TO DO>
Scan the entries for "Binary". Every line that holds it is to be copied.

Saved entries>

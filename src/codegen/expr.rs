//! Lowering of [`crate::semantic::typed::TypedExpr`] to LLVM IR values.

use inkwell::values::{BasicValue, BasicValueEnum, PointerValue};
use inkwell::IntPredicate;

use crate::ast::BinOp;
use crate::codegen::error::CodegenError;
use crate::codegen::types::llvm_scalar_type;
use crate::codegen::CodegenContext;
use crate::semantic::typed::{TypedExpr, TypedExprKind};

/// Computes the address of an l-value expression. Every array value --
/// parameter, threaded capture, or local -- is represented uniformly as a
/// pointer to its element type pointing at the first element in row-major
/// order, so indexing is plain pointer arithmetic regardless of where the
/// storage actually lives.
pub fn lower_address<'ctx>(
    ctx: &CodegenContext<'ctx>,
    expr: &TypedExpr,
) -> Result<PointerValue<'ctx>, CodegenError> {
    match &expr.kind {
        TypedExprKind::Id(name) => ctx
            .lookup_variable(name)
            .map(|slot| slot.ptr)
            .ok_or_else(|| CodegenError::new(format!("unresolved variable '{name}' in codegen"))),
        TypedExprKind::ArrayAccess { base, index } => {
            let base_ptr = lower_address(ctx, base)?;
            let index_value = lower_expr(ctx, index)?.into_int_value();
            let stride: u32 = base.shape.tail().dims.iter().product();
            let stride_value = ctx.context.i32_type().const_int(stride as u64, false);
            let offset = ctx
                .builder
                .build_int_mul(index_value, stride_value, "idx_off")
                .map_err(|e| CodegenError::new(e.to_string()))?;
            let elem_ty = llvm_scalar_type(ctx.context, expr.element_type);
            unsafe {
                ctx.builder
                    .build_gep(elem_ty, base_ptr, &[offset], "arr_elem")
                    .map_err(|e| CodegenError::new(e.to_string()))
            }
        }
        other => Err(CodegenError::new(format!(
            "expression {other:?} is not addressable"
        ))),
    }
}

pub fn lower_expr<'ctx>(
    ctx: &CodegenContext<'ctx>,
    expr: &TypedExpr,
) -> Result<BasicValueEnum<'ctx>, CodegenError> {
    match &expr.kind {
        TypedExprKind::IntLiteral(v) => Ok(ctx
            .context
            .i32_type()
            .const_int(*v as u64, true)
            .as_basic_value_enum()),
        TypedExprKind::CharLiteral(v) => Ok(ctx
            .context
            .i8_type()
            .const_int(*v as u64, false)
            .as_basic_value_enum()),
        TypedExprKind::StringLiteral(bytes) => {
            let global = ctx.intern_string(bytes);
            Ok(global.as_basic_value_enum())
        }
        TypedExprKind::Id(_) | TypedExprKind::ArrayAccess { .. } => {
            let addr = lower_address(ctx, expr)?;
            if !expr.shape.is_scalar() {
                // An array-shaped expression's "value" is its address --
                // arrays always decay to a pointer, never a loaded blob.
                return Ok(addr.as_basic_value_enum());
            }
            let elem_ty = llvm_scalar_type(ctx.context, expr.element_type);
            ctx.builder
                .build_load(elem_ty, addr, "load")
                .map_err(|e| CodegenError::new(e.to_string()))
        }
        TypedExprKind::Call { name, args } => crate::codegen::call::lower_call(ctx, name, args)
            .map(|v| v.expect("non-void call used as a value")),
        TypedExprKind::UnaryMinus(operand) => {
            let value = lower_expr(ctx, operand)?.into_int_value();
            ctx.builder
                .build_int_neg(value, "neg")
                .map(|v| v.as_basic_value_enum())
                .map_err(|e| CodegenError::new(e.to_string()))
        }
        TypedExprKind::Not(operand) => {
            let value = lower_expr(ctx, operand)?.into_int_value();
            let zero = value.get_type().const_zero();
            ctx.builder
                .build_int_compare(IntPredicate::EQ, value, zero, "not")
                .and_then(|b| ctx.builder.build_int_z_extend(b, ctx.context.i32_type(), "not_ext"))
                .map(|v| v.as_basic_value_enum())
                .map_err(|e| CodegenError::new(e.to_string()))
        }
        TypedExprKind::Binary { op, left, right } if op.is_short_circuit() => {
            lower_short_circuit(ctx, *op, left, right)
        }
        TypedExprKind::Binary { op, left, right } => {
            let l = lower_expr(ctx, left)?.into_int_value();
            let r = lower_expr(ctx, right)?.into_int_value();
            lower_arithmetic_or_comparison(ctx, *op, l, r)
        }
    }
}

fn lower_arithmetic_or_comparison<'ctx>(
    ctx: &CodegenContext<'ctx>,
    op: BinOp,
    l: inkwell::values::IntValue<'ctx>,
    r: inkwell::values::IntValue<'ctx>,
) -> Result<BasicValueEnum<'ctx>, CodegenError> {
    let b = &ctx.builder;
    let result = match op {
        BinOp::Add => b.build_int_add(l, r, "add"),
        BinOp::Sub => b.build_int_sub(l, r, "sub"),
        BinOp::Mul => b.build_int_mul(l, r, "mul"),
        BinOp::Div => b.build_int_signed_div(l, r, "div"),
        BinOp::Mod => b.build_int_signed_rem(l, r, "mod"),
        BinOp::Eq | BinOp::NotEq | BinOp::Lt | BinOp::Gt | BinOp::Le | BinOp::Ge => {
            let predicate = match op {
                BinOp::Eq => IntPredicate::EQ,
                BinOp::NotEq => IntPredicate::NE,
                BinOp::Lt => IntPredicate::SLT,
                BinOp::Gt => IntPredicate::SGT,
                BinOp::Le => IntPredicate::SLE,
                BinOp::Ge => IntPredicate::SGE,
                _ => unreachable!(),
            };
            let cmp = b
                .build_int_compare(predicate, l, r, "cmp")
                .map_err(|e| CodegenError::new(e.to_string()))?;
            return b
                .build_int_z_extend(cmp, ctx.context.i32_type(), "cmp_ext")
                .map(|v| v.as_basic_value_enum())
                .map_err(|e| CodegenError::new(e.to_string()));
        }
        BinOp::And | BinOp::Or => unreachable!("short-circuit ops handled separately"),
    };
    result
        .map(|v| v.as_basic_value_enum())
        .map_err(|e| CodegenError::new(e.to_string()))
}

/// `and`/`or` short-circuit: the right operand is only evaluated if the
/// left doesn't already decide the result, lowered as a conditional
/// branch merging into a phi.
fn lower_short_circuit<'ctx>(
    ctx: &CodegenContext<'ctx>,
    op: BinOp,
    left: &TypedExpr,
    right: &TypedExpr,
) -> Result<BasicValueEnum<'ctx>, CodegenError> {
    let function = ctx.current_function();
    let left_value = lower_expr(ctx, left)?.into_int_value();
    let zero = left_value.get_type().const_zero();
    let left_bool = ctx
        .builder
        .build_int_compare(IntPredicate::NE, left_value, zero, "lhs_bool")
        .map_err(|e| CodegenError::new(e.to_string()))?;

    let rhs_block = ctx.context.append_basic_block(function, "sc_rhs");
    let merge_block = ctx.context.append_basic_block(function, "sc_merge");

    let (short_circuit_to_rhs, short_value) = match op {
        BinOp::And => (left_bool, ctx.context.i32_type().const_int(0, false)),
        BinOp::Or => (
            ctx.builder
                .build_not(left_bool, "lhs_not")
                .map_err(|e| CodegenError::new(e.to_string()))?,
            ctx.context.i32_type().const_int(1, false),
        ),
        _ => unreachable!(),
    };
    let entry_block = ctx.builder.get_insert_block().expect("inside a function");
    ctx.builder
        .build_conditional_branch(short_circuit_to_rhs, rhs_block, merge_block)
        .map_err(|e| CodegenError::new(e.to_string()))?;

    ctx.builder.position_at_end(rhs_block);
    let right_value = lower_expr(ctx, right)?.into_int_value();
    let right_bool = ctx
        .builder
        .build_int_compare(IntPredicate::NE, right_value, zero, "rhs_bool")
        .map_err(|e| CodegenError::new(e.to_string()))?;
    let right_result = ctx
        .builder
        .build_int_z_extend(right_bool, ctx.context.i32_type(), "rhs_ext")
        .map_err(|e| CodegenError::new(e.to_string()))?;
    let rhs_end_block = ctx.builder.get_insert_block().expect("inside rhs block");
    ctx.builder
        .build_unconditional_branch(merge_block)
        .map_err(|e| CodegenError::new(e.to_string()))?;

    ctx.builder.position_at_end(merge_block);
    let phi = ctx
        .builder
        .build_phi(ctx.context.i32_type(), "sc_result")
        .map_err(|e| CodegenError::new(e.to_string()))?;
    phi.add_incoming(&[
        (&short_value, entry_block),
        (&right_result, rhs_end_block),
    ]);
    Ok(phi.as_basic_value())
}
//! Semantic analysis: type checking and capture computation over the raw
//! AST, producing the annotated tree in [`typed`].
//!
//! The shape of this module -- a checker struct wrapping a
//! [`crate::symtab::SymbolTable`], one method per node kind, errors
//! collected rather than aborting on the first -- adapts to Grace's
//! single-pass (no inference) setting: a "shallow" pass pre-registers a
//! function body's own local headers so forward and mutually recursive
//! calls resolve, mirroring the declare-then-define split codegen uses
//! one level later (declare every sibling's LLVM header, then lower every
//! body).

pub mod error;
pub mod typed;

use std::collections::HashSet;

use crate::ast::{self, ArrayShape, BinOp, PassingMode, PrimitiveType, Span};
use crate::symtab::{EntryKind, ParamSig, SymbolTable};

use error::*;
use typed::*;

/// Per-function bookkeeping used only while that function's body is being
/// checked: which scope number is "local" to it, and the set of
/// enclosing-scope names its body (directly, or transitively through
/// nested functions it defines) must receive as threaded reference
/// parameters.
struct FunctionCtx {
    scope_number: u32,
    own_names: HashSet<String>,
    captures: Vec<String>,
    capture_set: HashSet<String>,
}

impl FunctionCtx {
    fn record_capture(&mut self, name: &str) {
        if self.capture_set.insert(name.to_string()) {
            self.captures.push(name.to_string());
        }
    }
}

pub struct SemanticAnalyzer {
    symbols: SymbolTable,
    errors: Vec<SemanticError>,
    stack: Vec<FunctionCtx>,
}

ANSWER BELOW>
        TypedExprKind::Binary { op, left, right } if op.is_short_circuit() => {
        TypedExprKind::Binary { op, left, right } => {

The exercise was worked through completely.